Dr Alison Twells

Dr Alison Twells

Professor of Social and Cultural History


Summary

I research and teach British history in the C19th and C20th, with a focus on:

· religious cultures, gender, class and imperialism/transnationalism;
· the intersection of local and global history; decolonising history;
· gender history and the history of sexuality;
· community history and heritage;
· creative history and the applications of history/the humanities in the wider world.

I am Professor of Social and Cultural History, a Fellow of the Royal Historical Society, a Senior Fellow of the Higher Education Academy and a HEA National Teaching Fellow (2015).

About

After completing my BA in History with African and Asian Studies at the University of Sussex (1985-1988), I qualified as a secondary teacher of history and R.E. My first 'proper job' was at the Development Education Centre (South Yorkshire), where I developed The Empire in South Yorkshire, a history resource for the Secondary curriculum (Key Stages 2 and 3). This resource explores the global and imperial dimensions of local history.

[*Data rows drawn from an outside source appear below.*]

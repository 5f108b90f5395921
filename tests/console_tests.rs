mod common;

use common::{CountingPage, alice, all_grants, licensed};
use workspace_console::{
    config::BuildMode,
    console::{Console, ConsoleApp, MAX_REDIRECTS},
    entitlements::FeatureName,
    page::{PageId, PageRegistry},
    render::RenderOutcome,
    route::{RouteNode, RouteTable},
    session::AuthStatus,
    store::{ClientStateStore, StoreEvent},
};

fn signed_in_event() -> StoreEvent {
    StoreEvent::SignedIn {
        user: alice(),
        permissions: all_grants(),
    }
}

#[test]
fn test_deferred_render_resumes_once_session_is_known() {
    let app_console = Console::standard(BuildMode::Development);
    let mut app = ConsoleApp::new(app_console, ClientStateStore::new(), "/templates/docker/workspace");

    assert_eq!(app.outcome(), &RenderOutcome::Deferred);
    assert_eq!(app.history(), ["/templates/docker/workspace"]);

    let outcome = app.dispatch(StoreEvent::SignedOut).clone();
    assert_eq!(outcome.page(), Some(PageId::Login));
    assert_eq!(
        app.location(),
        "/login?redirect=%2Ftemplates%2Fdocker%2Fworkspace"
    );

    let outcome = app.dispatch(signed_in_event()).clone();
    assert_eq!(outcome.page(), Some(PageId::CreateWorkspace));
    assert_eq!(app.location(), "/templates/docker/workspace");
    assert_eq!(app.history().len(), 3);
    assert_eq!(app.store().select_session().status(), AuthStatus::Authenticated);
}

#[test]
fn test_sign_out_while_on_a_page_returns_to_login() {
    let mut store = ClientStateStore::new();
    store.dispatch(signed_in_event());
    let mut app = ConsoleApp::new(Console::standard(BuildMode::Development), store, "/users");
    assert_eq!(app.outcome().page(), Some(PageId::Users));

    app.dispatch(StoreEvent::SignedOut);

    assert_eq!(app.outcome().page(), Some(PageId::Login));
    assert_eq!(app.location(), "/login?redirect=%2Fusers");
}

#[test]
fn test_visit_follows_links() {
    let mut store = ClientStateStore::new();
    store.dispatch(signed_in_event());
    let mut app = ConsoleApp::new(Console::standard(BuildMode::Development), store, "/");
    assert_eq!(app.outcome().page(), Some(PageId::Workspaces));

    assert_eq!(app.visit("/templates/docker").page(), Some(PageId::Template));
    assert_eq!(app.visit("/settings/ssh-keys").page(), Some(PageId::SshKeys));
    // not licensed for the audit log
    assert_eq!(app.visit("/audit").page(), Some(PageId::Workspaces));

    app.dispatch(StoreEvent::EntitlementsRefreshed(licensed(&[FeatureName::AuditLog])));
    assert_eq!(app.visit("/audit").page(), Some(PageId::Audit));
}

#[test]
fn test_unchanged_store_does_not_rerender() {
    let counter = CountingPage::default();
    let mut pages = PageRegistry::standard();
    pages.register(PageId::NotFound, counter.clone());
    let console = Console::new(RouteTable::console(BuildMode::Development), pages);

    let mut store = ClientStateStore::new();
    store.dispatch(StoreEvent::SignedOut);
    let mut app = ConsoleApp::new(console, store, "/nowhere");
    assert_eq!(counter.count(), 1);

    // ignored by the store: signed out
    app.dispatch(StoreEvent::PermissionsRefreshed(all_grants()));
    assert_eq!(counter.count(), 1);

    app.dispatch(StoreEvent::EntitlementsRefreshed(licensed(&[])));
    assert_eq!(counter.count(), 2);
}

#[test]
fn test_redirect_loop_is_cut_off() {
    let table = RouteTable::new(vec![
        RouteNode::path("a").redirect("/b"),
        RouteNode::path("b").redirect("/a"),
    ]);
    let console = Console::new(table, PageRegistry::standard());

    let app = ConsoleApp::new(console, ClientStateStore::new(), "/a");

    assert!(matches!(app.outcome(), RenderOutcome::Redirect { .. }));
    // the initial entry, then one navigation per render pass
    assert_eq!(app.history().len(), 1 + MAX_REDIRECTS + 1);
}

During this project, I became familiar with a collection of historical documents in Sheffield Archives and Local Studies Library that captured my imagination and led to a part-time MA in History at Sheffield Hallam University (1990-1993) and then a PhD at the University of York (1993-1997). My research focused on encounters between early nineteenth-century British reformers and missionaries and the people on the receiving end of their ‘civilising mission’, both in Britain and overseas in the South Pacific, West Africa and the Caribbean. I joined Sheffield Hallam University as a full-time member of staff in 1998, having previously held lecturing posts at the University of Humberside and the University of Nottingham.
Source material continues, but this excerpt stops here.